Nach dem genialen "Der heilige Geist greift an" setzten die Kassierer mit dieser Scheibe noch einen drauf. Der typische anarchistische, dreckige, oft pubertäre Humor hat ist auf diesem Album, verglichen mit allen anderen Werken der Band, am stärksten ausgeprägt. Es geht u.a. um Sex mit einem älteren Herrn; um einen toten Nachbarn, dessen Leiche verprügelt wird; um den Segen des Berufs des Frauenarztes und natürlich auch ums Saufen. Dazu gesellen sich wunderbar eingängige Melodien und Riffs. Dieses bewährte Konzept ist die Basis für wunderbare Party- und Saufmucke.

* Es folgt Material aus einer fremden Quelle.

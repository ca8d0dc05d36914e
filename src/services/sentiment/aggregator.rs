use crate::models::{Review, ScoredReview, SentimentLabel, SentimentSummary};

use super::analyzer::{classify, score};

/// Maximum number of reviews scored per request
pub const REVIEW_LIMIT: usize = 25;

const ANONYMOUS: &str = "Anonymous";

/// Scores the first `limit` reviews in input order and summarizes the labels.
pub fn summarize(reviews: &[Review], limit: usize) -> (Vec<ScoredReview>, SentimentSummary) {
    let scored: Vec<ScoredReview> = reviews.iter().take(limit).map(score_review).collect();
    let summary = summary_of(&scored);
    (scored, summary)
}

fn score_review(review: &Review) -> ScoredReview {
    let compound = score(review.content.as_deref().unwrap_or_default());

    ScoredReview {
        author: review
            .author
            .clone()
            .unwrap_or_else(|| ANONYMOUS.to_string()),
        content: review.content.clone(),
        label: classify(compound),
        score: round_to_hundredths(compound),
    }
}

fn summary_of(scored: &[ScoredReview]) -> SentimentSummary {
    let total = scored.len();
    let count = |label: SentimentLabel| scored.iter().filter(|r| r.label == label).count();

    SentimentSummary {
        total,
        positive_percent: percent(count(SentimentLabel::Positive), total),
        neutral_percent: percent(count(SentimentLabel::Neutral), total),
        negative_percent: percent(count(SentimentLabel::Negative), total),
    }
}

/// Rounds half to even, each label independently; the three need not sum to 100.
fn percent(count: usize, total: usize) -> u32 {
    if total == 0 {
        return 0;
    }
    ((count as f64 / total as f64) * 100.0).round_ties_even() as u32
}

/// Half to even on exact ties, like the percentages.
fn round_to_hundredths(value: f64) -> f64 {
    (value * 100.0).round_ties_even() / 100.0
}
mod handlers;
mod routes;
mod state;

pub use routes::create_router;
pub use state::AppState;
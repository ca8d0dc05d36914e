use axum::{
    body::Body,
    extract::Request,
    http::{HeaderMap, HeaderValue},
    middleware::Next,
    response::Response,
};
use uuid::Uuid;

/// Header carrying the request id in both directions
pub const REQUEST_ID_HEADER: &str = "x-request-id";

/// Per-request correlation id, stored in request extensions
#[derive(Clone, Copy, Debug, PartialEq, Eq)]
pub struct RequestId(pub Uuid);

impl RequestId {
    pub fn new() -> Self {
        Self(Uuid::new_v4())
    }

    /// Reads a caller-supplied id; values that are not UUIDs are ignored
    pub fn from_headers(headers: &HeaderMap) -> Option<Self> {
        headers
            .get(REQUEST_ID_HEADER)
            .and_then(|value| value.to_str().ok())
            .and_then(|value| Uuid::parse_str(value.trim()).ok())
            .map(Self)
    }
}

impl Default for RequestId {
    fn default() -> Self {
        Self::new()
    }
}

impl std::fmt::Display for RequestId {
    fn fmt(&self, f: &mut std::fmt::Formatter<'_>) -> std::fmt::Result {
        write!(f, "{}", self.0)
    }
}

/// Attaches a `RequestId` to every request and echoes it on the response.
pub async fn request_id_middleware(mut request: Request, next: Next) -> Response {
    let request_id = RequestId::from_headers(request.headers()).unwrap_or_default();
    request.extensions_mut().insert(request_id);

    let mut response = next.run(request).await;

    if let Ok(value) = HeaderValue::from_str(&request_id.to_string()) {
        response.headers_mut().insert(REQUEST_ID_HEADER, value);
    }

    response
}

/// Span for `TraceLayer`, tagged with the request id set by the middleware
pub fn make_span_with_request_id(request: &Request<Body>) -> tracing::Span {
    let request_id = request
        .extensions()
        .get::<RequestId>()
        .map(ToString::to_string)
        .unwrap_or_else(|| "unknown".to_string());

    tracing::info_span!(
        "http_request",
        method = %request.method(),
        uri = %request.uri(),
        request_id = %request_id,
    )
}

#[cfg(test)]
mod tests {
    use super::*;

    #[test]
    fn test_from_headers_accepts_uuid() {
        let id = Uuid::new_v4();
        let mut headers = HeaderMap::new();
        headers.insert(REQUEST_ID_HEADER, HeaderValue::from_str(&id.to_string()).unwrap());
        assert_eq!(RequestId::from_headers(&headers), Some(RequestId(id)));
    }

    #[test]
    fn test_from_headers_ignores_garbage() {
        let mut headers = HeaderMap::new();
        headers.insert(REQUEST_ID_HEADER, HeaderValue::from_static("not-a-uuid"));
        assert_eq!(RequestId::from_headers(&headers), None);
        assert_eq!(RequestId::from_headers(&HeaderMap::new()), None);
    }
}
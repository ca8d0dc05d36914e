//! Immutable title-indexed vector corpus.
//!
//! The corpus is loaded once at startup from two row-aligned artifacts and is
//! never mutated afterwards. Request handlers share it through an `Arc`.

mod artifact;
mod store;

pub use artifact::{load, CorpusEntry};
pub use store::Corpus;

/// Fatal errors raised while loading the corpus artifacts
#[derive(thiserror::Error, Debug)]
pub enum DataLoadError {
    #[error("failed to read {path}: {source}")]
    Io {
        path: String,
        #[source]
        source: std::io::Error,
    },

    #[error("failed to parse {path}: {source}")]
    Parse {
        path: String,
        #[source]
        source: serde_json::Error,
    },

    #[error("row count mismatch: {titles} titles but {vectors} vectors")]
    RowCountMismatch { titles: usize, vectors: usize },

    #[error("vector row {row} has dimension {found}, expected {expected}")]
    DimensionMismatch {
        row: usize,
        expected: usize,
        found: usize,
    },

    #[error("vector row {row} contains a non-finite value")]
    NonFiniteValue { row: usize },

    #[error("corpus is empty")]
    EmptyCorpus,

    #[error("vectors have zero dimensions")]
    ZeroDimension,
}
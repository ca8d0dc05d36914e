use vader_sentiment::SentimentIntensityAnalyzer;

use crate::models::SentimentLabel;

/// Scores at or above this are positive
pub const POSITIVE_THRESHOLD: f64 = 0.05;
/// Scores at or below this are negative
pub const NEGATIVE_THRESHOLD: f64 = -0.05;

/// Compound polarity of `text` in `[-1.0, 1.0]`.
///
/// VADER: word valences from the full VADER lexicon, adjusted for boosters,
/// negation, ALL-CAPS emphasis, "but" contrast and punctuation emphasis,
/// then normalized. Empty text scores 0.
pub fn score(text: &str) -> f64 {
    if text.trim().is_empty() {
        return 0.0;
    }

    let analyzer = SentimentIntensityAnalyzer::new();
    analyzer
        .polarity_scores(text)
        .get("compound")
        .copied()
        .unwrap_or(0.0)
        .clamp(-1.0, 1.0)
}

/// Maps a compound score to a label using the fixed thresholds
pub fn classify(score: f64) -> SentimentLabel {
    if score >= POSITIVE_THRESHOLD {
        SentimentLabel::Positive
    } else if score <= NEGATIVE_THRESHOLD {
        SentimentLabel::Negative
    } else {
        SentimentLabel::Neutral
    }
}

#[cfg(test)]
mod tests {
    use super::*;

    fn assert_close(text: &str, expected: f64) {
        let actual = score(text);
        assert!(
            (actual - expected).abs() < 1e-3,
            "{text:?}: expected {expected}, got {actual}"
        );
    }

    #[test]
    fn test_classify_boundaries() {
        assert_eq!(classify(0.05), SentimentLabel::Positive);
        assert_eq!(classify(0.049), SentimentLabel::Neutral);
        assert_eq!(classify(-0.05), SentimentLabel::Negative);
        assert_eq!(classify(-0.049), SentimentLabel::Neutral);
        assert_eq!(classify(0.0), SentimentLabel::Neutral);
        assert_eq!(classify(1.0), SentimentLabel::Positive);
        assert_eq!(classify(-1.0), SentimentLabel::Negative);
    }

    #[test]
    fn test_empty_and_neutral_text_score_zero() {
        assert_eq!(score(""), 0.0);
        assert_eq!(score("   "), 0.0);
        assert_eq!(score("The film runs two hours."), 0.0);
    }

    #[test]
    fn test_reference_compound_scores() {
        // Compound scores published with the VADER lexicon
        assert_close("The book was good.", 0.4404);
        assert_close("VADER is smart, handsome, and funny.", 0.8316);
        assert_close("A really bad, horrible book.", -0.8211);
    }

    #[test]
    fn test_plainly_negative_reviews() {
        let s = score("The villain killed everyone and the war ruined it");
        assert_eq!(classify(s), SentimentLabel::Negative);
        assert_eq!(classify(score("No. Just no.")), SentimentLabel::Negative);
        assert_eq!(
            classify(score("Terrible, boring and a waste of time")),
            SentimentLabel::Negative
        );
    }

    #[test]
    fn test_polarity() {
        assert!(score("The movie was great") > POSITIVE_THRESHOLD);
        assert!(score("The movie was terrible") < NEGATIVE_THRESHOLD);
    }

    #[test]
    fn test_negation_flips_polarity() {
        assert!(score("The movie was not great") < 0.0);
        assert!(score("I didn't like it") < 0.0);
    }

    #[test]
    fn test_boosters_intensify_and_dampen() {
        let plain = score("The acting was good");
        assert!(score("The acting was very good") > plain);
        assert!(score("The acting was slightly good") < plain);
        assert!(score("The acting was very bad") < score("The acting was bad"));
    }

    #[test]
    fn test_caps_emphasis_in_mixed_case() {
        assert!(score("The movie was GREAT") > score("The movie was great"));
        // all caps text carries no differential
        assert_eq!(score("THE MOVIE WAS GREAT"), score("the movie was great"));
    }

    #[test]
    fn test_exclamation_emphasis() {
        let plain = score("Great movie");
        assert!(score("Great movie!") > plain);
        assert_eq!(score("Great movie!!!!"), score("Great movie!!!!!!!!"));
    }

    #[test]
    fn test_but_shifts_weight_to_second_clause() {
        assert!(score("The acting was good but the ending was awful") < NEGATIVE_THRESHOLD);
        assert!(score("The ending was awful but the acting was good") > POSITIVE_THRESHOLD);
    }

    #[test]
    fn test_score_is_bounded() {
        let text = "great great great amazing wonderful best love perfect superb!!!!";
        let s = score(text);
        assert!(s <= 1.0 && s > 0.9);
        let s = score("worst awful terrible horrible garbage trash abysmal");
        assert!(s >= -1.0 && s < -0.9);
    }
}
use futures::future::join_all;

use crate::{
    models::{RankedTitle, Recommendation},
    services::providers::{MovieProvider, ProviderError},
};

/// Poster shown when the provider has none or cannot be reached
pub const PLACEHOLDER_POSTER: &str = "https://placehold.co/500x750/1f2937/9ca3af?text=No+Poster";

/// Attaches posters to a ranked superset and presents the first `present`.
///
/// Poster lookups run concurrently. Ranked order is kept. An entry is dropped
/// only when the provider reports it does not exist; an unreachable provider
/// or a missing poster falls back to the placeholder.
pub async fn enrich(
    provider: &dyn MovieProvider,
    ranked: Vec<RankedTitle>,
    present: usize,
) -> Vec<Recommendation> {
    let lookups = ranked.into_iter().map(move |candidate| async move {
        let poster_url = match candidate.tmdb_id {
            Some(tmdb_id) => match provider.poster_url(tmdb_id).await {
                Ok(poster) => poster,
                Err(ProviderError::NotFound) => {
                    tracing::debug!(
                        tmdb_id = tmdb_id,
                        title = %candidate.title,
                        "Dropping recommendation unknown to provider"
                    );
                    return None;
                }
                Err(e) => {
                    tracing::warn!(
                        error = %e,
                        tmdb_id = tmdb_id,
                        provider = provider.name(),
                        "Poster lookup failed, using placeholder"
                    );
                    None
                }
            },
            None => None,
        };

        Some(Recommendation {
            tmdb_id: candidate.tmdb_id,
            title: candidate.title,
            poster_url: poster_url.unwrap_or_else(|| PLACEHOLDER_POSTER.to_string()),
        })
    });

    join_all(lookups)
        .await
        .into_iter()
        .flatten()
        .take(present)
        .collect()
}

#[cfg(test)]
mod tests {
    use super::*;
    use crate::services::providers::MockMovieProvider;

    fn ranked(ids: &[Option<u64>]) -> Vec<RankedTitle> {
        ids.iter()
            .enumerate()
            .map(|(i, tmdb_id)| RankedTitle {
                index: i,
                title: format!("Movie {i}"),
                tmdb_id: *tmdb_id,
                score: 1.0 - i as f64 * 0.01,
            })
            .collect()
    }

    fn provider() -> MockMovieProvider {
        let mut provider = MockMovieProvider::new();
        provider.expect_name().return_const("mock");
        provider
    }

    #[test]
    fn test_enrich_attaches_posters_in_order() {
        let mut provider = provider();
        provider
            .expect_poster_url()
            .returning(|id| Ok(Some(format!("https://img/{id}.jpg"))));

        let result = tokio_test::block_on(enrich(&provider, ranked(&[Some(1), Some(2)]), 10));

        assert_eq!(result.len(), 2);
        assert_eq!(result[0].title, "Movie 0");
        assert_eq!(result[0].poster_url, "https://img/1.jpg");
        assert_eq!(result[1].tmdb_id, Some(2));
    }

    #[test]
    fn test_enrich_falls_back_to_placeholder() {
        let mut provider = provider();
        provider.expect_poster_url().returning(|id| match id {
            1 => Ok(None),
            _ => Err(ProviderError::Unavailable("timeout".to_string())),
        });

        let result =
            tokio_test::block_on(enrich(&provider, ranked(&[Some(1), Some(2), None]), 10));

        assert_eq!(result.len(), 3);
        assert!(result.iter().all(|r| r.poster_url == PLACEHOLDER_POSTER));
        assert_eq!(result[2].tmdb_id, None);
    }

    #[test]
    fn test_enrich_drops_unknown_and_backfills_from_superset() {
        let mut provider = provider();
        provider.expect_poster_url().returning(|id| {
            if id % 2 == 0 {
                Err(ProviderError::NotFound)
            } else {
                Ok(Some(format!("https://img/{id}.jpg")))
            }
        });

        let ids: Vec<Option<u64>> = (1..=20).map(Some).collect();
        let result = tokio_test::block_on(enrich(&provider, ranked(&ids), 5));

        let presented: Vec<Option<u64>> = result.iter().map(|r| r.tmdb_id).collect();
        assert_eq!(
            presented,
            vec![Some(1), Some(3), Some(5), Some(7), Some(9)]
        );
    }

    #[test]
    fn test_enrich_without_ids_never_calls_provider() {
        let mut provider = provider();
        provider.expect_poster_url().never();

        let result = tokio_test::block_on(enrich(&provider, ranked(&[None, None]), 10));
        assert_eq!(result.len(), 2);
    }
}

Die gelegentlichen Abweichungen, so etwa kurze Jazzausflüge, sind abrupte Stilbrüche, die dem anarchischen Party- und Saufvergnügen zwischendurch abrupten Einhalt gebieten (z.B.)"Menschenkatapult". Konnte dies noch auf "Der heilige Geist greift an" überzeugen, so wünscht man sich hier lieber noch ein paar Prollsongs.
Abgesehen von diesen kleinen Ausrutschern ist dies eine Spitzenplatte. Leuten, die guten Geschmack allzu groß schreiben, wird an dieser Stelle von einem Kauf abgeraten. Aber mal ehrlich: Sind wir nicht alle ein bisschen asozial?